Citroën et la photographie, pour le meilleur et pour Delpire
Dans les années 60, les Chevrons ont convaincu les plus grands photographes de leur temps (et peut-être du siècle) de travailler à la réalisation de leurs brochures et journaux internes. Une drôle d’histoire dont le héros est un éditeur : Robert Delpire.
Il y a quelques jours, disparaissait un très grand photographe. Comme il est de coutume dans ce cas, la mort de William Klein, puisque c’est de lui qu’il s’agit, a déclenché une avalanche de publications de ses images, dont certaines sont ultra-célèbres. Pourtant, dans ce flot d’hommages, plusieurs photos sont passées aux oubliettes. Et pour cause : la publicité a rarement droit de citer dans les ouvrages d’art et dans les galeries. Or, Klein, mais aussi Henri Cartier-Bresson, André Martin, Sarah Moon et d’autres ont travaillé pour le service communication de Citroën, et ont réalisé des images splendides, même si elles restent difficiles à retrouver aujourd’hui, puisque les quelques exemplaires restant s’échangent contre des sommes rondelettes entre collectionneurs.

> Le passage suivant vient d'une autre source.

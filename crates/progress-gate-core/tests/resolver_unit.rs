// crates/progress-gate-core/tests/resolver_unit.rs
// ============================================================================
// Module: Identity Resolver Tests
// Description: Validate principal resolution and integrity failures.
// Purpose: Ensure exactly-one-profile resolution with fresh snapshots.
// Dependencies: progress-gate-core
// ============================================================================

//! Identity resolver tests: profile mapping, dual-profile rejection, and
//! snapshot freshness.

use std::collections::BTreeSet;

use progress_gate_core::ClassName;
use progress_gate_core::IntegrityError;
use progress_gate_core::PrincipalId;
use progress_gate_core::Role;
use progress_gate_core::RoleScope;
use progress_gate_core::SchoolId;
use progress_gate_core::StaffRole;
use progress_gate_core::StudentProfile;
use progress_gate_core::StudentProfileId;
use progress_gate_core::Subject;
use progress_gate_core::TeacherProfile;
use progress_gate_core::TeacherProfileId;
use progress_gate_core::runtime::IdentityResolver;
use progress_gate_core::runtime::InMemoryDirectory;
use progress_gate_core::runtime::ResolveError;

type TestResult = Result<(), String>;

/// Builds a school identifier from a raw value.
fn sid(raw: u64) -> Result<SchoolId, String> {
    SchoolId::from_raw(raw).ok_or_else(|| "school id must be nonzero".to_string())
}

/// Builds a principal identifier from a raw value.
fn pid(raw: u64) -> Result<PrincipalId, String> {
    PrincipalId::from_raw(raw).ok_or_else(|| "principal id must be nonzero".to_string())
}

/// Builds a teacher profile owned by the given principal.
fn teacher_record(principal: u64, role: StaffRole) -> Result<TeacherProfile, String> {
    Ok(TeacherProfile {
        id: TeacherProfileId::new(format!("teacher-{principal}")),
        principal_id: pid(principal)?,
        school_id: sid(1)?,
        role,
        classes: [ClassName::new("5A")].into_iter().collect::<BTreeSet<_>>(),
        subjects: [Subject::new("maths")].into_iter().collect::<BTreeSet<_>>(),
    })
}

/// Builds a student profile owned by the given principal.
fn student_record(principal: u64) -> Result<StudentProfile, String> {
    Ok(StudentProfile {
        id: StudentProfileId::new(format!("student-{principal}")),
        principal_id: pid(principal)?,
        school_id: sid(1)?,
        class_name: ClassName::new("5A"),
        year_group: 5,
    })
}

#[test]
fn resolve_teacher_maps_profile_fields() -> TestResult {
    let directory = InMemoryDirectory::new();
    directory.insert_teacher(teacher_record(11, StaffRole::Teacher)?).map_err(|err| err.to_string())?;
    let resolver = IdentityResolver::new(directory);
    let principal = resolver.resolve(pid(11)?).map_err(|err| err.to_string())?;
    if principal.role() != Role::Teacher {
        return Err(format!("expected teacher role, got {:?}", principal.role()));
    }
    if principal.school_id != sid(1)? {
        return Err("resolved principal must carry the profile school".to_string());
    }
    match &principal.scope {
        RoleScope::Teacher {
            profile_id,
            classes,
            head,
            ..
        } => {
            if profile_id.as_str() != "teacher-11" {
                return Err(format!("unexpected profile id {profile_id}"));
            }
            if *head {
                return Err("plain teacher must not resolve as head".to_string());
            }
            if !classes.contains(&ClassName::new("5A")) {
                return Err("assigned classes must be carried into the snapshot".to_string());
            }
            Ok(())
        }
        other => Err(format!("expected teacher scope, got {other:?}")),
    }
}

#[test]
fn resolve_head_teacher_sets_head_flag() -> TestResult {
    let directory = InMemoryDirectory::new();
    directory
        .insert_teacher(teacher_record(12, StaffRole::HeadTeacher)?)
        .map_err(|err| err.to_string())?;
    let resolver = IdentityResolver::new(directory);
    let principal = resolver.resolve(pid(12)?).map_err(|err| err.to_string())?;
    if principal.role() != Role::HeadTeacher {
        return Err(format!("expected head_teacher role, got {:?}", principal.role()));
    }
    Ok(())
}

#[test]
fn resolve_student_maps_profile_fields() -> TestResult {
    let directory = InMemoryDirectory::new();
    directory.insert_student(student_record(21)?).map_err(|err| err.to_string())?;
    let resolver = IdentityResolver::new(directory);
    let principal = resolver.resolve(pid(21)?).map_err(|err| err.to_string())?;
    if principal.role() != Role::Student {
        return Err(format!("expected student role, got {:?}", principal.role()));
    }
    match &principal.scope {
        RoleScope::Student {
            profile_id,
            class_name,
            year_group,
        } => {
            if profile_id.as_str() != "student-21" || class_name.as_str() != "5A" || *year_group != 5
            {
                return Err("student scope must mirror the profile record".to_string());
            }
            Ok(())
        }
        other => Err(format!("expected student scope, got {other:?}")),
    }
}

#[test]
fn resolve_dual_profile_is_integrity_error() -> TestResult {
    let directory = InMemoryDirectory::new();
    directory.insert_teacher(teacher_record(31, StaffRole::Teacher)?).map_err(|err| err.to_string())?;
    directory.insert_student(student_record(31)?).map_err(|err| err.to_string())?;
    let resolver = IdentityResolver::new(directory);
    match resolver.resolve(pid(31)?) {
        Err(ResolveError::Integrity(IntegrityError::DualProfile {
            principal_id,
        })) => {
            if principal_id != pid(31)? {
                return Err("dual-profile error must name the principal".to_string());
            }
            Ok(())
        }
        other => Err(format!("expected dual-profile integrity error, got {other:?}")),
    }
}

#[test]
fn resolve_unknown_principal_is_not_found() -> TestResult {
    let resolver = IdentityResolver::new(InMemoryDirectory::new());
    match resolver.resolve(pid(41)?) {
        Err(ResolveError::NotFound {
            principal_id,
        }) => {
            if principal_id != pid(41)? {
                return Err("not-found error must name the principal".to_string());
            }
            Ok(())
        }
        other => Err(format!("expected not-found, got {other:?}")),
    }
}

#[test]
fn resolve_builds_fresh_snapshots_without_caching() -> TestResult {
    let directory = InMemoryDirectory::new();
    directory.insert_teacher(teacher_record(11, StaffRole::Teacher)?).map_err(|err| err.to_string())?;
    let resolver = IdentityResolver::new(directory.clone());
    let before = resolver.resolve(pid(11)?).map_err(|err| err.to_string())?;
    if before.role() != Role::Teacher {
        return Err(format!("expected teacher role, got {:?}", before.role()));
    }

    directory
        .insert_teacher(teacher_record(11, StaffRole::HeadTeacher)?)
        .map_err(|err| err.to_string())?;
    let after = resolver.resolve(pid(11)?).map_err(|err| err.to_string())?;
    if after.role() != Role::HeadTeacher {
        return Err("role changes must be visible on the next resolution".to_string());
    }
    Ok(())
}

Mais pourquoi et comment, des hommes et des femmes d’image de l’envergure de ces icônes de la photo en sont-ils venus à travailler sur les brochures, mais aussi sur le journal interne de Citroën, à destination du réseau, le bien nommé L’agent Citroën ? C’est que l’engouement pour la photo d’art, et ses tirages qui atteignant parfois plusieurs centaines de milliers d’euros est récent. Il y a 60 ans, les galeries consacrées à l’image fixe, et les passionnés qui tentaient de faire connaître ces artistes étaient rares, et aussi fauchés que les photographes qu’ils tentaient de défendre. Robert Delpire était de ceux-là. Pour améliorer ses fins de mois, et ceux de ses poulains, il a une idée au tout début des années 60 : travailler pour des industriels, à la condition que les artistes aient carte blanche.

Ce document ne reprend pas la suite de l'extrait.